use rusqlite::{params, OptionalExtension, Row};

use crate::base::repository_traits::CategoryRepository;
use crate::data::database::DbPool;
use crate::error::{DbError, Result};
use crate::models::Category;

pub struct SqliteCategoryRepository {
    pool: DbPool,
}

impl SqliteCategoryRepository {
    pub fn new(pool: DbPool) -> Self {
        Self { pool }
    }

    fn map_row(row: &Row) -> rusqlite::Result<Category> {
        Ok(Category {
            name: row.get("cat_name")?,
            description: row.get("description")?,
        })
    }
}

// cat_name is declared COLLATE NOCASE, so equality below ignores case
impl CategoryRepository for SqliteCategoryRepository {
    fn exists(&self, name: &str) -> Result<bool> {
        let conn = self.pool.get()?;
        let count: i64 = conn.query_row(
            "SELECT COUNT(*) FROM categories WHERE cat_name = ?1",
            params![name.trim()],
            |row| row.get(0),
        )?;
        Ok(count > 0)
    }

    fn get(&self, name: &str) -> Result<Category> {
        let conn = self.pool.get()?;
        let mut stmt =
            conn.prepare("SELECT cat_name, description FROM categories WHERE cat_name = ?1")?;
        stmt.query_row(params![name.trim()], Self::map_row)
            .optional()?
            .ok_or_else(|| DbError::not_found("Category", name))
    }

    fn list_all(&self) -> Result<Vec<Category>> {
        let conn = self.pool.get()?;
        let mut stmt =
            conn.prepare("SELECT cat_name, description FROM categories ORDER BY cat_name ASC")?;

        let categories = stmt
            .query_map([], Self::map_row)?
            .collect::<rusqlite::Result<Vec<_>>>()?;
        Ok(categories)
    }
}
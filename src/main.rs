use std::io;

use anyhow::{Context, Result};
use clap::Parser;
use log::info;

use newsdb::cli::{self, Cli};
use newsdb::{utils, AppConfig, NewsDb};

fn main() -> Result<()> {
    let config = AppConfig::from_env()?;

    // Set up logging; RUST_LOG wins over NEWSDB_LOG
    env_logger::Builder::from_env(
        env_logger::Env::default().default_filter_or(config.log_filter.as_str()),
    )
    .init();

    let args = Cli::parse();
    let database_path = args.db.clone().unwrap_or_else(|| config.database_path.clone());

    // Ensure the data directory exists before trying to open the database file
    utils::ensure_directory_exists(&database_path)?;

    info!("Opening database at {}", database_path.display());
    let db = NewsDb::open(&database_path, config.pool_size)
        .with_context(|| format!("Failed to open database {}", database_path.display()))?;

    let stdout = io::stdout();
    let mut out = stdout.lock();
    cli::execute(&db, args.command, &mut out)
}
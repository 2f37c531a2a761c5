pub mod base;
pub mod cli;
pub mod config;
pub mod data;
pub mod error;
pub mod models;
pub mod utils;

// Re-export repository traits
pub use base::repository_traits::{
    ArticleRepository,
    CategoryRepository,
    ReportEngine,
    TagRepository,
    UserRepository,
};

// Re-export models
pub use models::{
    article::{Article, ArticleId, NewArticle, SortBy},
    category::Category,
    comment::{Comment, CommentId},
    report::{Cell, ReportKind, ReportTable, Year},
    tag::{Tag, TagId},
    user::{Role, User, UserId},
};

pub use config::AppConfig;
pub use data::NewsDb;
pub use error::{DbError, Result};
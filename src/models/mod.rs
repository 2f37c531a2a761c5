pub mod article;
pub mod category;
pub mod comment;
pub mod report;
pub mod tag;
pub mod user;

pub use article::{Article, ArticleId, NewArticle, SortBy};
pub use category::Category;
pub use comment::{Comment, CommentId};
pub use report::{Cell, ReportKind, ReportTable, Year};
pub use tag::{Tag, TagId};
pub use user::{Role, User, UserId};
use chrono::NaiveDate;

use crate::error::Result;
use crate::models::{
    Article, ArticleId, Category, Comment, CommentId, NewArticle, ReportKind, ReportTable, Role,
    SortBy, Tag, TagId, User, UserId, Year,
};

pub trait UserRepository: Send + Sync {
    /// Registers a regular user; fails with `DuplicateKey` if the username is taken
    fn create(&self, username: &str, password: &str, register_date: NaiveDate) -> Result<UserId>;
    fn create_with_role(
        &self,
        username: &str,
        password: &str,
        register_date: NaiveDate,
        role: Role,
    ) -> Result<UserId>;
    /// Fails with `NotFound` when no such user exists
    fn delete(&self, id: UserId) -> Result<()>;
    fn exists(&self, id: UserId) -> Result<bool>;
    fn get(&self, id: UserId) -> Result<User>;
    fn get_by_username(&self, username: &str) -> Result<Option<User>>;
    /// `Some(id)` for exactly one match, `None` for none, `IntegrityViolation` for several
    fn validate(&self, username: &str, password: &str) -> Result<Option<UserId>>;
}

pub trait ArticleRepository: Send + Sync {
    fn create(&self, article: &NewArticle) -> Result<ArticleId>;
    fn attach_tag(&self, article_id: ArticleId, tag_id: TagId) -> Result<()>;
    fn exists(&self, id: ArticleId) -> Result<bool>;
    fn get(&self, id: ArticleId) -> Result<Article>;
    fn list_all(&self, sort_by: SortBy) -> Result<Vec<Article>>;
    fn list_by_category(&self, category: &str, sort_by: SortBy) -> Result<Vec<Article>>;
    fn list_by_tag(&self, tag_id: TagId, sort_by: SortBy) -> Result<Vec<Article>>;
    fn search(&self, query: &str, sort_by: SortBy) -> Result<Vec<Article>>;
    fn get_tags(&self, id: ArticleId) -> Result<Vec<String>>;
    /// Categories reached through the article's tags
    fn get_categories(&self, id: ArticleId) -> Result<Vec<String>>;
    fn get_comments(&self, id: ArticleId) -> Result<Vec<Comment>>;
    fn add_view(&self, article_id: ArticleId, user_id: UserId) -> Result<()>;
    fn add_comment(&self, article_id: ArticleId, user_id: UserId, content: &str)
        -> Result<CommentId>;
}

pub trait TagRepository: Send + Sync {
    fn exists(&self, id: TagId) -> Result<bool>;
    fn get(&self, id: TagId) -> Result<Tag>;
    fn list_all(&self) -> Result<Vec<Tag>>;
    fn list_by_category(&self, category: &str) -> Result<Vec<Tag>>;
}

pub trait CategoryRepository: Send + Sync {
    fn exists(&self, name: &str) -> Result<bool>;
    fn get(&self, name: &str) -> Result<Category>;
    fn list_all(&self) -> Result<Vec<Category>>;
}

/// Year-scoped usage reports
pub trait ReportEngine: Send + Sync {
    fn article_view_report(&self, year: Year) -> Result<ReportTable>;
    fn tag_report(&self, year: Year) -> Result<ReportTable>;
    fn category_report(&self, year: Year) -> Result<ReportTable>;
    fn user_activity_report(&self, year: Year) -> Result<ReportTable>;

    fn run(&self, kind: ReportKind, year: Year) -> Result<ReportTable> {
        match kind {
            ReportKind::ArticleViews => self.article_view_report(year),
            ReportKind::Tags => self.tag_report(year),
            ReportKind::Categories => self.category_report(year),
            ReportKind::UserActivity => self.user_activity_report(year),
        }
    }
}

**Work order:** From the records above, return each line where "SELECT" occurs.

**Exercise answer:**
            "SELECT COUNT(*) FROM categories WHERE cat_name = ?1",
            conn.prepare("SELECT cat_name, description FROM categories WHERE cat_name = ?1")?;
            conn.prepare("SELECT cat_name, description FROM categories ORDER BY cat_name ASC")?;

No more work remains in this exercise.